═════ Entries provided

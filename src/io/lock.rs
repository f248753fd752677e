//! Lock file management for single-instance enforcement.
//!
//! Only one capture run may hold the camera at a time. The lock file lives in
//! the runtime directory and contains the owner's PID; a lock left behind by a
//! dead process is removed and re-acquired.

use anyhow::{Context, Result};
use fs2::FileExt;
use std::fs::{File, OpenOptions};
use std::io::{Seek, SeekFrom, Write};
use std::path::{Path, PathBuf};

use crate::common::constants::LOCK_FILE_NAME;
use crate::common::utils::{is_process_running, private_path};

/// Exclusive lock held for the lifetime of a run. Released on drop.
#[derive(Debug)]
pub struct InstanceLock {
    file: File,
    path: PathBuf,
}

impl InstanceLock {
    pub fn path(&self) -> &Path {
        &self.path
    }
}

impl Drop for InstanceLock {
    fn drop(&mut self) {
        let _ = FileExt::unlock(&self.file);
        let _ = std::fs::remove_file(&self.path);
    }
}

/// Default lock file location: `$XDG_RUNTIME_DIR/longlapse.lock`, or `/tmp`.
pub fn default_lock_path() -> PathBuf {
    let runtime_dir = std::env::var("XDG_RUNTIME_DIR").unwrap_or_else(|_| "/tmp".to_string());
    PathBuf::from(runtime_dir).join(LOCK_FILE_NAME)
}

/// Acquire the single-instance lock at `lock_path`.
///
/// Fails when another live process holds it.
pub fn acquire_lock(lock_path: &Path) -> Result<InstanceLock> {
    if let Some(lock) = try_acquire(lock_path)? {
        return Ok(lock);
    }

    handle_lock_conflict(lock_path)?;

    try_acquire(lock_path)?.with_context(|| {
        format!(
            "Failed to acquire lock {} after stale lock cleanup",
            private_path(lock_path)
        )
    })
}

fn try_acquire(lock_path: &Path) -> Result<Option<InstanceLock>> {
    // Open without truncating so a concurrent holder's PID survives
    let mut file = OpenOptions::new()
        .read(true)
        .write(true)
        .create(true)
        .truncate(false)
        .open(lock_path)
        .with_context(|| format!("Failed to open lock file {}", private_path(lock_path)))?;

    if file.try_lock_exclusive().is_err() {
        return Ok(None);
    }

    file.set_len(0)?;
    file.seek(SeekFrom::Start(0))?;
    writeln!(&file, "{}", std::process::id())?;
    file.flush()?;

    Ok(Some(InstanceLock {
        file,
        path: lock_path.to_path_buf(),
    }))
}

/// Remove a stale lock, or fail if its owner is still running.
fn handle_lock_conflict(lock_path: &Path) -> Result<()> {
    let content = match std::fs::read_to_string(lock_path) {
        Ok(content) => content,
        // Already cleaned up by its owner
        Err(_) => return Ok(()),
    };

    let Ok(pid) = content.trim().parse::<u32>() else {
        log_warning!("Lock file contains invalid PID, removing stale lock");
        let _ = std::fs::remove_file(lock_path);
        return Ok(());
    };

    if !is_process_running(pid) {
        log_warning!("Removing stale lock file (process {pid} no longer running)");
        let _ = std::fs::remove_file(lock_path);
        return Ok(());
    }

    anyhow::bail!("longlapse is already running (PID: {pid})")
}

══════════

### Work to complete:
The full listing above is to be copied exactly, line for line.

### Finished task:
filename src/io/lock.rs
repository f248753fd752677e
//! Lock file management for single-instance enforcement.
//!
//! Only one capture run may hold the camera at a time. The lock file lives in
//! the runtime directory and contains the owner's PID; a lock left behind by a
//! dead process is removed and re-acquired.

use anyhow::{Context, Result};
use fs2::FileExt;
use std::fs::{File, OpenOptions};
use std::io::{Seek, SeekFrom, Write};
use std::path::{Path, PathBuf};

use crate::common::constants::LOCK_FILE_NAME;
use crate::common::utils::{is_process_running, private_path};

/// Exclusive lock held for the lifetime of a run. Released on drop.
#[derive(Debug)]
pub struct InstanceLock {
    file: File,
    path: PathBuf,
}

impl InstanceLock {
    pub fn path(&self) -> &Path {
        &self.path
    }
}

impl Drop for InstanceLock {
    fn drop(&mut self) {
        let _ = FileExt::unlock(&self.file);
        let _ = std::fs::remove_file(&self.path);
    }
}

/// Default lock file location: `$XDG_RUNTIME_DIR/longlapse.lock`, or `/tmp`.
pub fn default_lock_path() -> PathBuf {
    let runtime_dir = std::env::var("XDG_RUNTIME_DIR").unwrap_or_else(|_| "/tmp".to_string());
    PathBuf::from(runtime_dir).join(LOCK_FILE_NAME)
}

/// Acquire the single-instance lock at `lock_path`.
///
/// Fails when another live process holds it.
pub fn acquire_lock(lock_path: &Path) -> Result<InstanceLock> {
    if let Some(lock) = try_acquire(lock_path)? {
        return Ok(lock);
    }

    handle_lock_conflict(lock_path)?;

    try_acquire(lock_path)?.with_context(|| {
        format!(
            "Failed to acquire lock {} after stale lock cleanup",
            private_path(lock_path)
        )
    })
}

fn try_acquire(lock_path: &Path) -> Result<Option<InstanceLock>> {
    // Open without truncating so a concurrent holder's PID survives
    let mut file = OpenOptions::new()
        .read(true)
        .write(true)
        .create(true)
        .truncate(false)
        .open(lock_path)
        .with_context(|| format!("Failed to open lock file {}", private_path(lock_path)))?;

    if file.try_lock_exclusive().is_err() {
        return Ok(None);
    }

    file.set_len(0)?;
    file.seek(SeekFrom::Start(0))?;
    writeln!(&file, "{}", std::process::id())?;
    file.flush()?;

    Ok(Some(InstanceLock {
        file,
        path: lock_path.to_path_buf(),
    }))
}

/// Remove a stale lock, or fail if its owner is still running.
fn handle_lock_conflict(lock_path: &Path) -> Result<()> {
    let content = match std::fs::read_to_string(lock_path) {
        Ok(content) => content,
        // Already cleaned up by its owner
        Err(_) => return Ok(()),
    };

    let Ok(pid) = content.trim().parse::<u32>() else {
        log_warning!("Lock file contains invalid PID, removing stale lock");
        let _ = std::fs::remove_file(lock_path);
        return Ok(());
    };

    if !is_process_running(pid) {
        log_warning!("Removing stale lock file (process {pid} no longer running)");
        let _ = std::fs::remove_file(lock_path);
        return Ok(());
    }

    anyhow::bail!("longlapse is already running (PID: {pid})")
}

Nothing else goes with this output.